### Assignment:
The word "ModelViewerApp": say how many lines of the data below contain it, and give the number alone.

.....

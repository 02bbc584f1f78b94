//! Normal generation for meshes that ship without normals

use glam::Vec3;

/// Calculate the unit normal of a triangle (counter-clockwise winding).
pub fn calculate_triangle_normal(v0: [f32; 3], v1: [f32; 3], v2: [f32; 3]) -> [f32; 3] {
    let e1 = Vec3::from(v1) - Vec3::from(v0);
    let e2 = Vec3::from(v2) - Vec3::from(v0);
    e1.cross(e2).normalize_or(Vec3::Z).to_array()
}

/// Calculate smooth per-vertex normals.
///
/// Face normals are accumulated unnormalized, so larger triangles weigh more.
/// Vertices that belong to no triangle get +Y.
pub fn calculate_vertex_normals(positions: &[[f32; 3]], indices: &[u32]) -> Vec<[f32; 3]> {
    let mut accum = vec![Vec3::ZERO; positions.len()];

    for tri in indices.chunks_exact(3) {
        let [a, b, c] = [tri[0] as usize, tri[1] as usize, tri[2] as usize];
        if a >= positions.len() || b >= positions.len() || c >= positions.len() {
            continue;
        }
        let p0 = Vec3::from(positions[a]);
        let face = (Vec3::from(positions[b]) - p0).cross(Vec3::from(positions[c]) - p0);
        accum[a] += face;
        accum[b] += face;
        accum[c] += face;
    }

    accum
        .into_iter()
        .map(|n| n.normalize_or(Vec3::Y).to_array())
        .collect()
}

.....

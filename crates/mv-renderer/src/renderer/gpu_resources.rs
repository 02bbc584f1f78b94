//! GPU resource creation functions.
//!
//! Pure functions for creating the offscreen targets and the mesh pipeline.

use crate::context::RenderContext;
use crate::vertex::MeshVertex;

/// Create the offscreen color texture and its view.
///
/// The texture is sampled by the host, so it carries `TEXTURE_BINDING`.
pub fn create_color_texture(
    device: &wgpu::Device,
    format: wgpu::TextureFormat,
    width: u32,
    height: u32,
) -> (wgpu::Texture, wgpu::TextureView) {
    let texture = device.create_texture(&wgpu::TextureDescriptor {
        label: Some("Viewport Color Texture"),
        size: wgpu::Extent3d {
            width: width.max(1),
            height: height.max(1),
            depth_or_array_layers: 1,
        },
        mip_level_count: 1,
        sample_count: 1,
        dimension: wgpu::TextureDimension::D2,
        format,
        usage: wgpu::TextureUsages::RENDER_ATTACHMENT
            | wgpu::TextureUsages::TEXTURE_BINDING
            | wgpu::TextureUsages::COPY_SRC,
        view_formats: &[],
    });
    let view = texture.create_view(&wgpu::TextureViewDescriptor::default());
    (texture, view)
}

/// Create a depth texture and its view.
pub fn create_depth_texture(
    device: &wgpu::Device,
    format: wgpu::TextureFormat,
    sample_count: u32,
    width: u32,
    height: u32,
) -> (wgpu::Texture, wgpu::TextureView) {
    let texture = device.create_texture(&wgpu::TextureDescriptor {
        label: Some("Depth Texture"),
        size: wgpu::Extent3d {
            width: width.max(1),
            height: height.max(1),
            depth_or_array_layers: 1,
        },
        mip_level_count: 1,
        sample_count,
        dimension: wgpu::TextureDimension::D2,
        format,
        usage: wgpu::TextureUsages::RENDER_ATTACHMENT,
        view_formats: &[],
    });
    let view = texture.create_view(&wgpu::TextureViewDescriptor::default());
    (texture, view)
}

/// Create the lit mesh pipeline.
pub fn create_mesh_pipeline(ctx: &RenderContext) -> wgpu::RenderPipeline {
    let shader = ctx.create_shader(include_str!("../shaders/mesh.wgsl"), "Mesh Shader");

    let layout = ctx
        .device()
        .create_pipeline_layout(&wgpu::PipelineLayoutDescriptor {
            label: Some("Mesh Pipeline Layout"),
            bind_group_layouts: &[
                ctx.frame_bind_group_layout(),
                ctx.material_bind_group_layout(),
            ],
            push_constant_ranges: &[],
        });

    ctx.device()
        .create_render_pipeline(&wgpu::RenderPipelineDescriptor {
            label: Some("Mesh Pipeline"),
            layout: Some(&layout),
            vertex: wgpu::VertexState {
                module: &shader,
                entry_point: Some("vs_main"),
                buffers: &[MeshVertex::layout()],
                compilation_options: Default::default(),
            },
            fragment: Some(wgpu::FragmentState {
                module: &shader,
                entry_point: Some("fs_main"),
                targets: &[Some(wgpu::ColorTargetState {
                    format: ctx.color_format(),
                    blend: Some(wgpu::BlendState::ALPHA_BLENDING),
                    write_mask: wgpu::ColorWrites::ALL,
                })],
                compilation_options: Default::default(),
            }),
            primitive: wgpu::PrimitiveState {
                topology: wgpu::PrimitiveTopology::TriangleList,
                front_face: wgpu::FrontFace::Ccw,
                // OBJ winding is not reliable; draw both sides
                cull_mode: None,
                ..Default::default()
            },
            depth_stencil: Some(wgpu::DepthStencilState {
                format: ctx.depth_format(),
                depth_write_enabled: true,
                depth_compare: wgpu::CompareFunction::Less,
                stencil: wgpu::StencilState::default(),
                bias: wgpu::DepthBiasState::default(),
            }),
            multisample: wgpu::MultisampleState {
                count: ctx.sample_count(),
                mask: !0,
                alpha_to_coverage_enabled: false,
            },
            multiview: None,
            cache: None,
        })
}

.....

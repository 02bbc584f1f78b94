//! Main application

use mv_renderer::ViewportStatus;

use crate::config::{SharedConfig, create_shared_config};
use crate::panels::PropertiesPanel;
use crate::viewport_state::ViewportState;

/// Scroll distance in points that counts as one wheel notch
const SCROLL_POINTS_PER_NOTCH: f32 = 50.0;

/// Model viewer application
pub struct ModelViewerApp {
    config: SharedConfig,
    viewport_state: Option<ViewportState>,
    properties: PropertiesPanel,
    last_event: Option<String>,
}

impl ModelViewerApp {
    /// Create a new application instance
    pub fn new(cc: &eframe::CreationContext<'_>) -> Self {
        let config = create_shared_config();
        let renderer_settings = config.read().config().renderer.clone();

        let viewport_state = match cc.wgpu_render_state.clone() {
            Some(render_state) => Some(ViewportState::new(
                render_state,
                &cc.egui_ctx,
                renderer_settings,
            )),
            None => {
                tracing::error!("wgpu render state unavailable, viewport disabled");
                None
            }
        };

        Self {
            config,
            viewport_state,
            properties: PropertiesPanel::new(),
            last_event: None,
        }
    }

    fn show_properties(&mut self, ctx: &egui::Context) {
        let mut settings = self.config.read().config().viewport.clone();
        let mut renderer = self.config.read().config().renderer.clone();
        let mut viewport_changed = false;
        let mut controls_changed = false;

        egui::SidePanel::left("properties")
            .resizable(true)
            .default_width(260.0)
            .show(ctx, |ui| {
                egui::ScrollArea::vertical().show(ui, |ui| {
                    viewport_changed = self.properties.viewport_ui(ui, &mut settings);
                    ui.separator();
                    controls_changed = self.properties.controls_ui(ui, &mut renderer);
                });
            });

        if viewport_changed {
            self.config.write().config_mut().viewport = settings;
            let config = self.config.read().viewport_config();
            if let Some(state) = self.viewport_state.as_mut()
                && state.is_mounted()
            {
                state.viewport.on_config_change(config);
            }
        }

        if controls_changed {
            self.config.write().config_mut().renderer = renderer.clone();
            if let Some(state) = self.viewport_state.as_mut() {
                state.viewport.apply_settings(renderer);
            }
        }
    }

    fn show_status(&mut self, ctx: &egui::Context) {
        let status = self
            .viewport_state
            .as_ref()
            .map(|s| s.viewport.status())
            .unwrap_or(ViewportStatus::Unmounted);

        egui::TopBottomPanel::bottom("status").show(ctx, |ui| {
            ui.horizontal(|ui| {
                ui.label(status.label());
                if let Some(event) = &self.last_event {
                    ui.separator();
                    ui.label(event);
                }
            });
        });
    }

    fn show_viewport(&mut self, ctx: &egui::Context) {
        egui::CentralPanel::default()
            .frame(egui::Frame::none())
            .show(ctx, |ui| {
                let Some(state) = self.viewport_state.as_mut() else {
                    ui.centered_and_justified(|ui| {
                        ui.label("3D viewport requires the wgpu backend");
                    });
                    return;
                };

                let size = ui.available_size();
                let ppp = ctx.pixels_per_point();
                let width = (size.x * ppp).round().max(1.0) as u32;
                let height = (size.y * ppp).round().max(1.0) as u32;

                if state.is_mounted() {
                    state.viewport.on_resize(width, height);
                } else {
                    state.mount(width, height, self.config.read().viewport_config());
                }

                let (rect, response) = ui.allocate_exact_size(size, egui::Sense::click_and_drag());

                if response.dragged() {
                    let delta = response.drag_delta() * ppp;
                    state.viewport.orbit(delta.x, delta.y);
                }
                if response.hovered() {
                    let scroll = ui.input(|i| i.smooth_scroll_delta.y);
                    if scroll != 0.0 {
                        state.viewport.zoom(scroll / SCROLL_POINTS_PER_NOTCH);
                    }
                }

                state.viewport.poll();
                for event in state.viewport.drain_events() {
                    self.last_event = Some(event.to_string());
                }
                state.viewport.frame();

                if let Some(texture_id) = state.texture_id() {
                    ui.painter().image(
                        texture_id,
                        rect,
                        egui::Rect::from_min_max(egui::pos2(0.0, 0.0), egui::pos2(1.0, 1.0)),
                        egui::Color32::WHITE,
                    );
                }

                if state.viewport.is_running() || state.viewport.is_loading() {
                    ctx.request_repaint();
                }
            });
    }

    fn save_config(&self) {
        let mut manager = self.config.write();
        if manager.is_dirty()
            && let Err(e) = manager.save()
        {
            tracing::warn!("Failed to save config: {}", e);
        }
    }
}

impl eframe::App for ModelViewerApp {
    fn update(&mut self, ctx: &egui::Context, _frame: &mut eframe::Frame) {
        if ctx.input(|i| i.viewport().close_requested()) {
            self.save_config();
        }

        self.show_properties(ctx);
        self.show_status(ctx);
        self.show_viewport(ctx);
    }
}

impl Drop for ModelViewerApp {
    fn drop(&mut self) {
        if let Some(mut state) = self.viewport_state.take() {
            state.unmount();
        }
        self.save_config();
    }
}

.....

### Expected answer:
4